▶ **About this exercise**
In the entries below, find the lines with the word "UnknownSender" and copy them.

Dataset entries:
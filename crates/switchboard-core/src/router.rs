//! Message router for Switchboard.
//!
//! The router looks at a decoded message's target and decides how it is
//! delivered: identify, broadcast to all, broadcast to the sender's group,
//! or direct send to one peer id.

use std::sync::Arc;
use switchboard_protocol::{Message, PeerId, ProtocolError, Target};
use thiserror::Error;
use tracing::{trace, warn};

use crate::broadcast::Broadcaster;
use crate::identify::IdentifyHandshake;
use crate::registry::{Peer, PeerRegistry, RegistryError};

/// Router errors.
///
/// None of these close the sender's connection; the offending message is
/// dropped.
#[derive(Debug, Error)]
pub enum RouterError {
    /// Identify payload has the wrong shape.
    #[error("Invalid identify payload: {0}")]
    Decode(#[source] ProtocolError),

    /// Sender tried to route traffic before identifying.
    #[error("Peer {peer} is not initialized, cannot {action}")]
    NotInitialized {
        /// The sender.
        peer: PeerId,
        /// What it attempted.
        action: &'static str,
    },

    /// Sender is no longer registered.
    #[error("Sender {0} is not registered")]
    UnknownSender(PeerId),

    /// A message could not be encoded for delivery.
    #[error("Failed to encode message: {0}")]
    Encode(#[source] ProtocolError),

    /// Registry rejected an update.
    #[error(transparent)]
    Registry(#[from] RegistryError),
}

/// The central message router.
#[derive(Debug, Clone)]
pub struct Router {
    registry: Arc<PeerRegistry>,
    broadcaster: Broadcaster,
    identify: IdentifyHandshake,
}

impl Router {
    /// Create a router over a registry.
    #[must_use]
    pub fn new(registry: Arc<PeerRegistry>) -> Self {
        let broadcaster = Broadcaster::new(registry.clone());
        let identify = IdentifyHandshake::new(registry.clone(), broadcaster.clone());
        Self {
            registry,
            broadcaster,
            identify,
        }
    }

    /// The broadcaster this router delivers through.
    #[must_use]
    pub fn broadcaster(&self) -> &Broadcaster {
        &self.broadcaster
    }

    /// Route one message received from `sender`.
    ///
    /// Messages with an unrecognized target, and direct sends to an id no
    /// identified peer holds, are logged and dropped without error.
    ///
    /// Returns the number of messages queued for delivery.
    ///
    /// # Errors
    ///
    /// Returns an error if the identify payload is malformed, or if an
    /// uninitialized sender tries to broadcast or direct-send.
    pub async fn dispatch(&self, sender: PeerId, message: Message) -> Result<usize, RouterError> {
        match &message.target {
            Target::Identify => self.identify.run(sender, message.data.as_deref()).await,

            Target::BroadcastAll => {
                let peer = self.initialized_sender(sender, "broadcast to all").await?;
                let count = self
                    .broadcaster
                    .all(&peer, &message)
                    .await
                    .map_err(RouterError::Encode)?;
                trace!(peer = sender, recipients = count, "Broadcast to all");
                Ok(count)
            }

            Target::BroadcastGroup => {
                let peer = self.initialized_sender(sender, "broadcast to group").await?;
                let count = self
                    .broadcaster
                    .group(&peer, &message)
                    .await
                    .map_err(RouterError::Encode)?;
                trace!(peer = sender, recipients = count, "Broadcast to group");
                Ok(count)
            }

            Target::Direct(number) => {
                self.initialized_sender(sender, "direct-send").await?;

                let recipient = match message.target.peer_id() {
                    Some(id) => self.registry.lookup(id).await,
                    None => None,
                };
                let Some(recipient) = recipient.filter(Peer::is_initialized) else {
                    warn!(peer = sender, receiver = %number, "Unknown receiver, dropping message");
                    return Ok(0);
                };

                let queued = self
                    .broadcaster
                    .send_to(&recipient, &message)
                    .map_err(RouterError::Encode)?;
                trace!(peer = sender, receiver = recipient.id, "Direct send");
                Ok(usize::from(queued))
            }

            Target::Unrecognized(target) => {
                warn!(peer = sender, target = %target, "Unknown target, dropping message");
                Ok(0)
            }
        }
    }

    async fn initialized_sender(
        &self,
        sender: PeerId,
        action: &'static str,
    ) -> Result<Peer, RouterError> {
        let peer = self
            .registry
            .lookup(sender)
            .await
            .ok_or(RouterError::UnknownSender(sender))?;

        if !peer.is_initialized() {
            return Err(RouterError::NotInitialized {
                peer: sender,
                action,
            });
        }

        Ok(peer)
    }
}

▶ **Completed task**
    UnknownSender(PeerId),
            .ok_or(RouterError::UnknownSender(sender))?;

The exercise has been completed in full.